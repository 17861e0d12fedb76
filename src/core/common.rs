//! Common types shared by the engine, the risk layer and the gateway adapters
use std::fmt::{self, Formatter};

use num_derive::FromPrimitive;
use serde::{Deserialize, Serialize};

pub(crate) static POISONED_MUTEX: &str = "mutex was poisoned";

/// Error codes crossing the risk/engine boundary. These stay plain integers
/// because they travel through `on_order_completed(id, error_code)` the same
/// way a broker error code would.
pub const NO_ERROR: i32 = 0;
pub const ERR_SEND_FAILED: i32 = 1;
pub const ERR_REJECTED: i32 = 2;
pub const ERR_SELF_TRADE: i32 = 101;

//==================================================================================================
pub fn error_code_str(code: i32) -> &'static str {
    match code {
        NO_ERROR => "no error",
        ERR_SEND_FAILED => "failed to dispatch to gateway",
        ERR_REJECTED => "order rejected",
        ERR_SELF_TRADE => "self trade",
        _ => "unknown error",
    }
}

//==================================================================================================
/// Order side.
#[repr(i32)]
#[derive(Serialize, Deserialize, Clone, Copy, Debug, PartialEq, Eq, FromPrimitive)]
pub enum Direction {
    Buy = 0,
    Sell = 1,
}

impl Direction {
    pub fn opposite(self) -> Direction {
        match self {
            Direction::Buy => Direction::Sell,
            Direction::Sell => Direction::Buy,
        }
    }
}

impl fmt::Display for Direction {
    fn fmt(&self, f: &mut Formatter<'_>) -> fmt::Result {
        match *self {
            Direction::Buy => write!(f, "Buy"),
            Direction::Sell => write!(f, "Sell"),
        }
    }
}

impl Default for Direction {
    fn default() -> Self {
        Direction::Buy
    }
}

//==================================================================================================
/// Position effect of an order.
#[repr(i32)]
#[derive(Serialize, Deserialize, Clone, Copy, Debug, PartialEq, Eq, FromPrimitive)]
pub enum Offset {
    Open = 0,
    Close = 1,
    CloseToday = 2,
    CloseYesterday = 3,
}

impl fmt::Display for Offset {
    fn fmt(&self, f: &mut Formatter<'_>) -> fmt::Result {
        match *self {
            Offset::Open => write!(f, "Open"),
            Offset::Close => write!(f, "Close"),
            Offset::CloseToday => write!(f, "CloseToday"),
            Offset::CloseYesterday => write!(f, "CloseYesterday"),
        }
    }
}

impl Default for Offset {
    fn default() -> Self {
        Offset::Open
    }
}

//==================================================================================================
/// Price/time-in-force type of an order. FAK and FOK ride on a limit price
/// with an immediate time condition on the wire.
#[repr(i32)]
#[derive(Serialize, Deserialize, Clone, Copy, Debug, PartialEq, Eq, FromPrimitive)]
pub enum OrderType {
    Limit = 0,
    Market = 1,
    Fak = 2,
    Fok = 3,
    Best = 4,
}

impl fmt::Display for OrderType {
    fn fmt(&self, f: &mut Formatter<'_>) -> fmt::Result {
        match *self {
            OrderType::Limit => write!(f, "Limit"),
            OrderType::Market => write!(f, "Market"),
            OrderType::Fak => write!(f, "FAK"),
            OrderType::Fok => write!(f, "FOK"),
            OrderType::Best => write!(f, "Best"),
        }
    }
}

impl Default for OrderType {
    fn default() -> Self {
        OrderType::Limit
    }
}

//==================================================================================================
/// Engine-side view of an order's lifecycle.
#[repr(i32)]
#[derive(Serialize, Deserialize, Clone, Copy, Debug, PartialEq, Eq, FromPrimitive)]
pub enum OrderStatus {
    Submitted = 0,
    AcceptedByBroker = 1,
    AcceptedByExchange = 2,
    PartiallyTraded = 3,
    FullyTraded = 4,
    Canceled = 5,
    PartiallyTradedThenCanceled = 6,
    Rejected = 7,
    CancelRejectedWhileOpen = 8,
}

impl fmt::Display for OrderStatus {
    fn fmt(&self, f: &mut Formatter<'_>) -> fmt::Result {
        match *self {
            OrderStatus::Submitted => write!(f, "Submitted"),
            OrderStatus::AcceptedByBroker => write!(f, "AcceptedByBroker"),
            OrderStatus::AcceptedByExchange => write!(f, "AcceptedByExchange"),
            OrderStatus::PartiallyTraded => write!(f, "PartiallyTraded"),
            OrderStatus::FullyTraded => write!(f, "FullyTraded"),
            OrderStatus::Canceled => write!(f, "Canceled"),
            OrderStatus::PartiallyTradedThenCanceled => write!(f, "PartiallyTradedThenCanceled"),
            OrderStatus::Rejected => write!(f, "Rejected"),
            OrderStatus::CancelRejectedWhileOpen => write!(f, "CancelRejectedWhileOpen"),
        }
    }
}

impl Default for OrderStatus {
    fn default() -> Self {
        OrderStatus::Submitted
    }
}

//==================================================================================================
#[repr(i32)]
#[derive(Serialize, Deserialize, Clone, Copy, Debug, PartialEq, Eq, FromPrimitive)]
pub enum ProductType {
    Future = 0,
    Option = 1,
    Stock = 2,
}

impl fmt::Display for ProductType {
    fn fmt(&self, f: &mut Formatter<'_>) -> fmt::Result {
        match *self {
            ProductType::Future => write!(f, "Future"),
            ProductType::Option => write!(f, "Option"),
            ProductType::Stock => write!(f, "Stock"),
        }
    }
}

impl Default for ProductType {
    fn default() -> Self {
        ProductType::Future
    }
}

//==================================================================================================
/// A strategy-originated order request. Consumed by
/// `TradingEngine::send_order`; `engine_order_id` is assigned by the engine
/// before the request reaches the risk chain, strategies leave it at 0.
#[derive(Serialize, Deserialize, Clone, Debug, Default)]
pub struct OrderReq {
    pub engine_order_id: u64,
    pub ticker_index: u32,
    pub direction: Direction,
    pub offset: Offset,
    pub order_type: OrderType,
    pub volume: i32,
    /// Ignored for market orders.
    pub price: f64,
}

//==================================================================================================
/// Engine-side order record, visible to strategies through
/// `TradingEngine::live_orders`.
#[derive(Serialize, Deserialize, Clone, Debug, Default)]
pub struct Order {
    pub engine_order_id: u64,
    pub ticker_index: u32,
    pub direction: Direction,
    pub offset: Offset,
    pub order_type: OrderType,
    pub volume: i32,
    pub traded: i32,
    pub canceled: i32,
    pub price: f64,
    pub status: OrderStatus,
}

//==================================================================================================
/// A fill record.
#[derive(Serialize, Deserialize, Clone, Debug, Default)]
pub struct Trade {
    pub ticker_index: u32,
    pub direction: Direction,
    pub offset: Offset,
    pub volume: i32,
    pub price: f64,
}

//==================================================================================================
/// One side of a position.
#[derive(Serialize, Deserialize, Clone, Debug, Default)]
pub struct PositionDetail {
    pub holdings: i32,
    /// Yesterday's settled portion of `holdings`.
    pub yd_holdings: i32,
    /// Reserved against pending close orders.
    pub frozen: i32,
    pub float_pnl: f64,
    pub cost_price: f64,
}

/// Aggregated holdings for one instrument, long and short legs kept apart.
#[derive(Serialize, Deserialize, Clone, Debug, Default)]
pub struct Position {
    pub ticker_index: u32,
    pub long_pos: PositionDetail,
    pub short_pos: PositionDetail,
}

//==================================================================================================
#[derive(Serialize, Deserialize, Clone, Debug, Default)]
pub struct Account {
    pub account_id: u64,
    pub balance: f64,
    /// frozen_cash + frozen_margin + frozen_commission.
    pub frozen: f64,
}

//==================================================================================================
/// Level-1 market snapshot delivered through `Wrapper::on_tick`.
#[derive(Serialize, Deserialize, Clone, Debug, Default)]
pub struct TickData {
    pub ticker_index: u32,
    /// Exchange timestamp, "HH:MM:SS" as sent by the front.
    pub update_time: String,
    pub last_price: f64,
    pub volume: i64,
    pub open_interest: f64,
    pub bid_price: f64,
    pub bid_volume: i32,
    pub ask_price: f64,
    pub ask_volume: i32,
}
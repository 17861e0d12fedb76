//! Sinks implement the Wrapper trait in this module to receive data and notifications from a gateway adapter
use std::marker::{Send, Sync};

use crate::core::common::{Account, Position, TickData, Trade};
use crate::core::contract::Contract;

/// A trait the engine (or any other sink) implements to receive the stream of
/// callbacks a gateway adapter produces from its broker session.
///
/// All methods are invoked from the adapter's callback threads. Adapters
/// release every internal lock before calling in, so implementations may take
/// their own locks freely; they must never call back into the gateway from
/// inside a callback.
///
/// Order callbacks are keyed by the adapter-local `OrderRef` widened to
/// `u64`. Per order the sequence is `on_order_accepted` once, then zero or
/// more `on_order_traded`, then at most one terminal; across different orders
/// no ordering is promised.
pub trait Wrapper: Send + Sync + 'static {
    //----------------------------------------------------------------------------------------------
    /// Streams one contract per instrument matched by a contract query.
    fn on_query_contract(&mut self, contract: &Contract);

    //----------------------------------------------------------------------------------------------
    /// Reports the trading account once per account query.
    fn on_query_account(&mut self, account: &Account);

    //----------------------------------------------------------------------------------------------
    /// Streams aggregated positions, one per instrument, at the end of a
    /// position query. Both legs of the pair are fully populated.
    fn on_query_position(&mut self, position: &Position);

    //----------------------------------------------------------------------------------------------
    /// Streams historical fills matched by a trade query.
    fn on_query_trade(&mut self, trade: &Trade);

    //----------------------------------------------------------------------------------------------
    /// The exchange accepted the order. Emitted exactly once per order that
    /// reaches the exchange, even when the first evidence of acceptance is a
    /// trade report.
    fn on_order_accepted(&mut self, order_ref: u64);

    //----------------------------------------------------------------------------------------------
    /// A fill of `traded` lots at `price`.
    fn on_order_traded(&mut self, order_ref: u64, traded: i32, price: f64);

    //----------------------------------------------------------------------------------------------
    /// The unfilled remainder (`canceled` lots) was canceled. Emitted at most
    /// once per order, duplicate broker notices are swallowed.
    fn on_order_canceled(&mut self, order_ref: u64, canceled: i32);

    //----------------------------------------------------------------------------------------------
    /// The order was rejected by the broker or the exchange. Terminal.
    fn on_order_rejected(&mut self, order_ref: u64);

    //----------------------------------------------------------------------------------------------
    /// A cancel request was rejected; the order is still live if it was open.
    fn on_order_cancel_rejected(&mut self, order_ref: u64);

    //----------------------------------------------------------------------------------------------
    /// A level-1 market-data snapshot.
    fn on_tick(&mut self, tick: &TickData);
}
//! Request/response synchronization used by the login sequencer and queries
use std::sync::{Condvar, Mutex};
use std::time::Duration;

use crate::core::common::POISONED_MUTEX;

/// A latched done/error signal.
///
/// The requesting thread calls `reset`, issues the vendor request, then
/// `wait`s; the callback thread latches `done` or `error` when the
/// `is_last` response arrives. Latching means a response that lands before
/// the wait starts is not lost. `wait` consumes the latched value.
pub(crate) struct SyncSignal {
    state: Mutex<Option<bool>>,
    cond: Condvar,
}

impl SyncSignal {
    pub fn new() -> Self {
        SyncSignal {
            state: Mutex::new(None),
            cond: Condvar::new(),
        }
    }

    //----------------------------------------------------------------------------------------------
    pub fn reset(&self) {
        *self.state.lock().expect(POISONED_MUTEX) = None;
    }

    //----------------------------------------------------------------------------------------------
    pub fn done(&self) {
        *self.state.lock().expect(POISONED_MUTEX) = Some(true);
        self.cond.notify_all();
    }

    //----------------------------------------------------------------------------------------------
    pub fn error(&self) {
        *self.state.lock().expect(POISONED_MUTEX) = Some(false);
        self.cond.notify_all();
    }

    //----------------------------------------------------------------------------------------------
    /// Waits for the latched result. A timeout counts as failure.
    pub fn wait(&self, timeout: Duration) -> bool {
        let guard = self.state.lock().expect(POISONED_MUTEX);
        let (mut guard, _) = self
            .cond
            .wait_timeout_while(guard, timeout, |state| state.is_none())
            .expect(POISONED_MUTEX);
        guard.take().unwrap_or(false)
    }
}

Task details ▸ Wherever the word "guard" turns up in a line of the entries above, copy that line.

Solution ▸
        let guard = self.state.lock().expect(POISONED_MUTEX);
        let (mut guard, _) = self
            .wait_timeout_while(guard, timeout, |state| state.is_none())
        guard.take().unwrap_or(false)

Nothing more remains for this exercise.